(Stored data)

+++

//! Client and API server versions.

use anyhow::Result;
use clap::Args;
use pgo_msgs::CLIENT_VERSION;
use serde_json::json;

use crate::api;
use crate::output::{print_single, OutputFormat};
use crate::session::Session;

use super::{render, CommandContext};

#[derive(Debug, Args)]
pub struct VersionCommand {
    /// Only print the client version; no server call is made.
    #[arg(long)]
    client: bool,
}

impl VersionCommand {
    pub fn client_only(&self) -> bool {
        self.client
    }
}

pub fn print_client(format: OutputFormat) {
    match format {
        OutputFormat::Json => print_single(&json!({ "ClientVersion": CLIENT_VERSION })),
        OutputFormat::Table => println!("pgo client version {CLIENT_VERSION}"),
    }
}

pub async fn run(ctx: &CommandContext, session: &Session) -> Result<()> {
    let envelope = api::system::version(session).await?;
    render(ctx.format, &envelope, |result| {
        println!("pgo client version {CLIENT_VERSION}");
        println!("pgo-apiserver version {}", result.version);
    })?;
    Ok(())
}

+++

** Exercise goal **
Only the lines from the one containing "render(ctx.format, &envelope, |result|" through the last line of the records belong in the answer, each written out exactly.

** Result for this task **
    render(ctx.format, &envelope, |result| {
        println!("pgo client version {CLIENT_VERSION}");
        println!("pgo-apiserver version {}", result.version);
    })?;
    Ok(())
}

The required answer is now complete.